<< problem 181 - Investigating in how many ways objects of two ... Number Mind - problem 185 >>

# Problem 183: Maximum product of parts

Let N be a positive integer and let N be split into k equal parts, r = N/k, so that N = r + r + ... + r.
Let P be the product of these parts, P = r * r * ... * r = r^k.

For example, if 11 is split into five equal parts, 11 = 2.2 + 2.2 + 2.2 + 2.2 + 2.2, then P = 2.2^5 = 51.53632.

Let M(N) = P_max for a given value of N.

It turns out that the maximum for N = 11 is found by splitting eleven into four equal parts which leads to P_max = (11/4)^4;
that is, M(11) = 14641/256 = 57.19140625, which is a terminating decimal.

However, for N = 8 the maximum is achieved by splitting it into three equal parts, so M(8) = 512/27, which is a non-terminating decimal.

Let D(N) = N if M(N) is a non-terminating decimal and D(N) = -N if M(N) is a terminating decimal.

For example, sum{D(N)} for 5 <= N <= 100 is 2438.

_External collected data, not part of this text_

//! True-parallelism tests for the ledger's consistency guarantees.

mod common;

use std::sync::Arc;
use std::time::Duration;

use common::TestHarness;
use futures::future::join_all;
use tally_core::{LedgerError, Metadata, TransactionKind};

const TTL: Duration = Duration::from_secs(60);

#[tokio::test(flavor = "multi_thread")]
async fn concurrent_reserves_never_overcommit() {
    let harness = Arc::new(TestHarness::new());
    let account_id = harness.funded_account(100).await;

    // Ten concurrent 30-cent holds against 100 cents of credit: exactly
    // three can fit.
    let tasks: Vec<_> = (0..10)
        .map(|_| {
            let harness = Arc::clone(&harness);
            tokio::spawn(async move {
                harness
                    .engine
                    .reserve(account_id, 30, TTL, Metadata::default())
                    .await
            })
        })
        .collect();

    let results: Vec<_> = join_all(tasks)
        .await
        .into_iter()
        .map(|joined| joined.expect("task panicked"))
        .collect();

    let successes = results.iter().filter(|r| r.is_ok()).count();
    assert_eq!(successes, 3);
    for result in results.iter().filter(|r| r.is_err()) {
        assert!(matches!(
            result.as_ref().unwrap_err(),
            LedgerError::InsufficientFunds { .. }
        ));
    }

    let balance = harness.engine.balance(account_id).await.unwrap();
    assert_eq!(balance.balance_cents, 100);
    assert_eq!(balance.reserved_cents, 90);
    assert!(balance.invariants_hold());
}

#[tokio::test(flavor = "multi_thread")]
async fn racing_confirm_and_release_settle_exactly_once() {
    let harness = Arc::new(TestHarness::new());
    let account_id = harness.funded_account(100).await;

    let reservation = harness
        .engine
        .reserve(account_id, 30, TTL, Metadata::default())
        .await
        .unwrap();

    let confirm = {
        let harness = Arc::clone(&harness);
        tokio::spawn(async move { harness.engine.confirm(reservation.id, Some(30)).await })
    };
    let release = {
        let harness = Arc::clone(&harness);
        tokio::spawn(async move { harness.engine.release(reservation.id).await })
    };

    // Both calls succeed: the loser observes a terminal state and no-ops.
    confirm.await.expect("task panicked").unwrap();
    release.await.expect("task panicked").unwrap();

    let balance = harness.engine.balance(account_id).await.unwrap();
    assert_eq!(balance.reserved_cents, 0);
    assert!(balance.invariants_hold());

    let usage_count = harness
        .engine
        .transactions(account_id, 10, 0)
        .unwrap()
        .iter()
        .filter(|tx| tx.kind == TransactionKind::Usage)
        .count();

    // The winner determines the outcome; the reserved credit was freed
    // exactly once either way.
    let reservation = harness.engine.reservations().get(reservation.id).unwrap();
    match reservation.status {
        tally_core::ReservationStatus::Confirmed => {
            assert_eq!(balance.balance_cents, 70);
            assert_eq!(usage_count, 1);
        }
        tally_core::ReservationStatus::Released => {
            assert_eq!(balance.balance_cents, 100);
            assert_eq!(usage_count, 0);
        }
        other => panic!("unexpected terminal status: {other:?}"),
    }
}

#[tokio::test(flavor = "multi_thread")]
async fn racing_double_confirm_charges_once() {
    let harness = Arc::new(TestHarness::new());
    let account_id = harness.funded_account(100).await;

    let reservation = harness
        .engine
        .reserve(account_id, 30, TTL, Metadata::default())
        .await
        .unwrap();

    let tasks: Vec<_> = (0..2)
        .map(|_| {
            let harness = Arc::clone(&harness);
            tokio::spawn(async move { harness.engine.confirm(reservation.id, Some(20)).await })
        })
        .collect();
    for task in tasks {
        task.await.expect("task panicked").unwrap();
    }

    let balance = harness.engine.balance(account_id).await.unwrap();
    assert_eq!(balance.balance_cents, 80);
    assert_eq!(balance.reserved_cents, 0);

    let usage_count = harness
        .engine
        .transactions(account_id, 10, 0)
        .unwrap()
        .iter()
        .filter(|tx| tx.kind == TransactionKind::Usage)
        .count();
    assert_eq!(usage_count, 1);
}

#[tokio::test(flavor = "multi_thread")]
async fn accounts_do_not_contend_with_each_other() {
    let harness = Arc::new(TestHarness::new());

    let mut accounts = Vec::new();
    for _ in 0..8 {
        accounts.push(harness.funded_account(1000).await);
    }

    // Interleaved reserve/confirm across all accounts in parallel.
    let tasks: Vec<_> = accounts
        .iter()
        .copied()
        .map(|account_id| {
            let harness = Arc::clone(&harness);
            tokio::spawn(async move {
                for _ in 0..5 {
                    let hold = harness
                        .engine
                        .reserve(account_id, 100, TTL, Metadata::default())
                        .await?;
                    harness.engine.confirm(hold.id, Some(60)).await?;
                }
                Ok::<_, LedgerError>(())
            })
        })
        .collect();
    for task in tasks {
        task.await.expect("task panicked").unwrap();
    }

    for account_id in accounts {
        let balance = harness.engine.balance(account_id).await.unwrap();
        assert_eq!(balance.balance_cents, 1000 - 5 * 60);
        assert_eq!(balance.reserved_cents, 0);
        assert!(balance.invariants_hold());
    }
}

Find sum{D(N)} for 5 <= N <= 10000.

# My Algorithm

My first approach was to have a simple loop running from k = 1 to n:
- find the largest (n/k)^k
- figure out whether (n/k)^k terminates

When I looked at the values of k I saw that n/k was always approx 2.7.
And Wolfram Alpha confirmed my suspicion: www.wolframalpha.com/input/?i=max((8%2Fn)%5En)
M(8) = max((8/n)^n) = e^{8/e} at k = 8/e where e = 2.7182818284..., see en.wikipedia.org/wiki/E_(mathematical_constant)

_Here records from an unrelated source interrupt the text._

//! Engine configuration.

use std::time::Duration;

use crate::retry::RetryConfig;

/// Engine configuration loaded from environment variables.
#[derive(Debug, Clone)]
pub struct EngineConfig {
    /// Largest single hold, in cents (default: 10000 = $100).
    pub max_reservation_cents: i64,

    /// Largest single credit addition, in cents (default: 1 000 000 = $10k).
    pub max_credit_cents: i64,

    /// Maximum concurrent pending holds per account (default: 10).
    pub max_concurrent_reservations: usize,

    /// Shortest accepted reservation TTL (default: 1s).
    pub min_reservation_ttl: Duration,

    /// Longest accepted reservation TTL (default: 1h).
    pub max_reservation_ttl: Duration,

    /// Balance cache entry TTL (default: 30s).
    pub cache_ttl: Duration,

    /// How long the cache stays degraded after a backend error (default: 15s).
    pub cache_cooldown: Duration,

    /// How long a mutation waits for the account lock before surfacing a
    /// transient error (default: 5s).
    pub lock_timeout: Duration,

    /// Reservations processed per cleanup batch (default: 100).
    pub cleanup_batch_size: usize,

    /// Pause between cleanup batches (default: 50ms).
    pub cleanup_batch_delay: Duration,

    /// Failed expiry attempts (across sweeps) before a hold is flagged for
    /// manual intervention (default: 3).
    pub cleanup_flag_threshold: u32,

    /// TTL of the cross-instance exclusion token (default: 30s).
    pub cleanup_token_ttl: Duration,

    /// How long a completed idempotency record is honored (default: 24h).
    pub idempotency_ttl: Duration,

    /// How long an in-flight idempotency record blocks the key
    /// (default: 60s).
    pub idempotency_inflight_ttl: Duration,

    /// Retry policy for transient store failures.
    pub retry: RetryConfig,
}

impl EngineConfig {
    /// Load configuration from environment variables, falling back to
    /// defaults for anything unset or unparsable.
    #[must_use]
    pub fn from_env() -> Self {
        let defaults = Self::default();
        Self {
            max_reservation_cents: env_parse("TALLY_MAX_RESERVATION_CENTS")
                .unwrap_or(defaults.max_reservation_cents),
            max_credit_cents: env_parse("TALLY_MAX_CREDIT_CENTS")
                .unwrap_or(defaults.max_credit_cents),
            max_concurrent_reservations: env_parse("TALLY_MAX_CONCURRENT_RESERVATIONS")
                .unwrap_or(defaults.max_concurrent_reservations),
            min_reservation_ttl: env_secs("TALLY_MIN_RESERVATION_TTL_SECONDS")
                .unwrap_or(defaults.min_reservation_ttl),
            max_reservation_ttl: env_secs("TALLY_MAX_RESERVATION_TTL_SECONDS")
                .unwrap_or(defaults.max_reservation_ttl),
            cache_ttl: env_secs("TALLY_CACHE_TTL_SECONDS").unwrap_or(defaults.cache_ttl),
            cache_cooldown: env_secs("TALLY_CACHE_COOLDOWN_SECONDS")
                .unwrap_or(defaults.cache_cooldown),
            lock_timeout: env_secs("TALLY_LOCK_TIMEOUT_SECONDS").unwrap_or(defaults.lock_timeout),
            cleanup_batch_size: env_parse("TALLY_CLEANUP_BATCH_SIZE")
                .unwrap_or(defaults.cleanup_batch_size),
            cleanup_batch_delay: env_parse("TALLY_CLEANUP_BATCH_DELAY_MS")
                .map(Duration::from_millis)
                .unwrap_or(defaults.cleanup_batch_delay),
            cleanup_flag_threshold: env_parse("TALLY_CLEANUP_FLAG_THRESHOLD")
                .unwrap_or(defaults.cleanup_flag_threshold),
            cleanup_token_ttl: env_secs("TALLY_CLEANUP_TOKEN_TTL_SECONDS")
                .unwrap_or(defaults.cleanup_token_ttl),
            idempotency_ttl: env_secs("TALLY_IDEMPOTENCY_TTL_SECONDS")
                .unwrap_or(defaults.idempotency_ttl),
            idempotency_inflight_ttl: env_secs("TALLY_IDEMPOTENCY_INFLIGHT_TTL_SECONDS")
                .unwrap_or(defaults.idempotency_inflight_ttl),
            retry: RetryConfig::default(),
        }
    }
}

impl Default for EngineConfig {
    fn default() -> Self {
        Self {
            max_reservation_cents: 10_000,
            max_credit_cents: 1_000_000,
            max_concurrent_reservations: 10,
            min_reservation_ttl: Duration::from_secs(1),
            max_reservation_ttl: Duration::from_secs(3600),
            cache_ttl: Duration::from_secs(30),
            cache_cooldown: Duration::from_secs(15),
            lock_timeout: Duration::from_secs(5),
            cleanup_batch_size: 100,
            cleanup_batch_delay: Duration::from_millis(50),
            cleanup_flag_threshold: 3,
            cleanup_token_ttl: Duration::from_secs(30),
            idempotency_ttl: Duration::from_secs(24 * 3600),
            idempotency_inflight_ttl: Duration::from_secs(60),
            retry: RetryConfig::default(),
        }
    }
}

fn env_parse<T: std::str::FromStr>(name: &str) -> Option<T> {
    std::env::var(name).ok().and_then(|s| s.parse().ok())
}

fn env_secs(name: &str) -> Option<Duration> {
    env_parse(name).map(Duration::from_secs)
}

In general: max((x/n)^n) = e^{n/e} at k = n/e
Unfortunately, n/e isn't an integer and therefore the best k is k = round(n / 2.718281828) (that's enough digits of e for this problem)

The number (n/k)^k terminates if n/k terminates.
And n/k terminates if the greatest common divisor gcd(n, k) has only 2 and 5 as prime factors (something I learnt in problem 26).

## Alternative Approaches

As mentioned before, my initial approach computed all (n/k)^k.
But numbers became huge very fast ... well, I didn't need their "true" value: it's sufficient to have their logarithm because if a < b then log(a) < log(b), too.
In the end I converted (x/n)^n to n log(x/n).

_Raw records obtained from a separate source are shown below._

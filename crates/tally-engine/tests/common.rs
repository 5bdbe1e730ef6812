//! Common test utilities for tally-engine integration tests.

#![allow(dead_code)] // Some utilities are used by different test files

use std::sync::Arc;

use tempfile::TempDir;

use tally_core::{AccountId, Metadata};
use tally_engine::{CreditEngine, CreditKind, EngineConfig, MemoryCache};
use tally_store::{RocksStore, Store};

/// Test harness containing everything needed for integration tests.
pub struct TestHarness {
    /// The assembled engine under test.
    pub engine: CreditEngine,
    /// The store backing the engine.
    pub store: Arc<RocksStore>,
    /// The cache backend backing the engine (and cleanup tokens).
    pub backend: Arc<MemoryCache>,
    /// Temporary directory for the database (kept alive for test duration).
    pub _temp_dir: TempDir,
}

impl TestHarness {
    /// Create a new test harness with a fresh database and default config.
    pub fn new() -> Self {
        Self::with_config(EngineConfig::default())
    }

    /// Create a new test harness with the given engine config.
    pub fn with_config(config: EngineConfig) -> Self {
        let temp_dir = TempDir::new().expect("Failed to create temp directory");
        let store = Arc::new(RocksStore::open(temp_dir.path()).expect("Failed to open store"));
        let backend = Arc::new(MemoryCache::new());

        let engine = CreditEngine::new(
            Arc::clone(&store) as Arc<dyn Store>,
            Arc::clone(&backend),
            config,
        );

        Self {
            engine,
            store,
            backend,
            _temp_dir: temp_dir,
        }
    }

    /// Open an account and fund it with the given balance.
    pub async fn funded_account(&self, balance_cents: i64) -> AccountId {
        let account_id = AccountId::generate();
        self.engine
            .open_account(account_id)
            .await
            .expect("Failed to open account");

        if balance_cents > 0 {
            self.engine
                .credit(
                    account_id,
                    balance_cents,
                    CreditKind::Purchase,
                    "Test funding".into(),
                    Metadata::default(),
                )
                .await
                .expect("Failed to fund account");
        }

        account_id
    }
}

impl Default for TestHarness {
    fn default() -> Self {
        Self::new()
    }
}
//! Journal transaction types.
//!
//! Every balance change appends exactly one transaction to the journal.
//! Journal rows are immutable once written.

use chrono::{DateTime, Utc};
use serde::{Deserialize, Serialize};

use crate::{AccountId, Metadata, TransactionId};

/// An immutable journal row recording one balance change.
///
/// Transactions use ULIDs for time-ordered IDs.
#[derive(Debug, Clone, Serialize, Deserialize)]
pub struct Transaction {
    /// Unique transaction ID (ULID for time-ordering).
    pub id: TransactionId,

    /// The account whose balance was affected.
    pub account_id: AccountId,

    /// Type of transaction.
    pub kind: TransactionKind,

    /// Amount in cents. Positive = credit, negative = debit.
    pub amount_cents: i64,

    /// Balance after this transaction (in cents).
    pub balance_after_cents: i64,

    /// Human-readable description.
    pub description: String,

    /// Additional context (source, request id, etc.).
    pub metadata: Metadata,

    /// When the transaction was created.
    pub created_at: DateTime<Utc>,
}

impl Transaction {
    /// Create a new purchase transaction (credits added by a payment).
    #[must_use]
    pub fn purchase(
        account_id: AccountId,
        amount_cents: i64,
        balance_after_cents: i64,
        description: String,
        metadata: Metadata,
    ) -> Self {
        Self {
            id: TransactionId::generate(),
            account_id,
            kind: TransactionKind::Purchase,
            amount_cents,
            balance_after_cents,
            description,
            metadata,
            created_at: Utc::now(),
        }
    }

    /// Create a new usage transaction (credits charged by a settlement).
    ///
    /// The stored amount is always negative.
    #[must_use]
    pub fn usage(
        account_id: AccountId,
        amount_cents: i64,
        balance_after_cents: i64,
        description: String,
        metadata: Metadata,
    ) -> Self {
        Self {
            id: TransactionId::generate(),
            account_id,
            kind: TransactionKind::Usage,
            amount_cents: -amount_cents.abs(),
            balance_after_cents,
            description,
            metadata,
            created_at: Utc::now(),
        }
    }

    /// Create a new refund transaction (credits returned).
    #[must_use]
    pub fn refund(
        account_id: AccountId,
        amount_cents: i64,
        balance_after_cents: i64,
        reason: String,
        metadata: Metadata,
    ) -> Self {
        Self {
            id: TransactionId::generate(),
            account_id,
            kind: TransactionKind::Refund,
            amount_cents,
            balance_after_cents,
            description: reason,
            metadata,
            created_at: Utc::now(),
        }
    }
}

/// Type of journal transaction.
#[derive(Debug, Clone, Copy, PartialEq, Eq, Serialize, Deserialize)]
#[serde(rename_all = "snake_case")]
pub enum TransactionKind {
    /// Credits purchased (payment completed).
    Purchase,

    /// Credits charged for usage (reservation settled).
    Usage,

    /// Refund issued.
    Refund,
}

impl TransactionKind {
    /// Check if this transaction kind adds credits.
    #[must_use]
    pub const fn is_credit(&self) -> bool {
        matches!(self, Self::Purchase | Self::Refund)
    }

    /// Check if this transaction kind removes credits.
    #[must_use]
    pub const fn is_debit(&self) -> bool {
        matches!(self, Self::Usage)
    }
}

Using round can be dangerous if not enough digits of e are used. 10 digits are totally fine for that problem, though.

## Modifications by HackerRank

I need to cache intermediate result to be able to handle the huge number of input values.

# My code

… was written in C++ and can be compiled with G++, Clang++, Visual C++. You can download it, too.

The code contains #ifdefs to switch between the original problem and the Hackerrank version.
Enable #ifdef ORIGINAL to produce the result for the original problem (default setting for most problems).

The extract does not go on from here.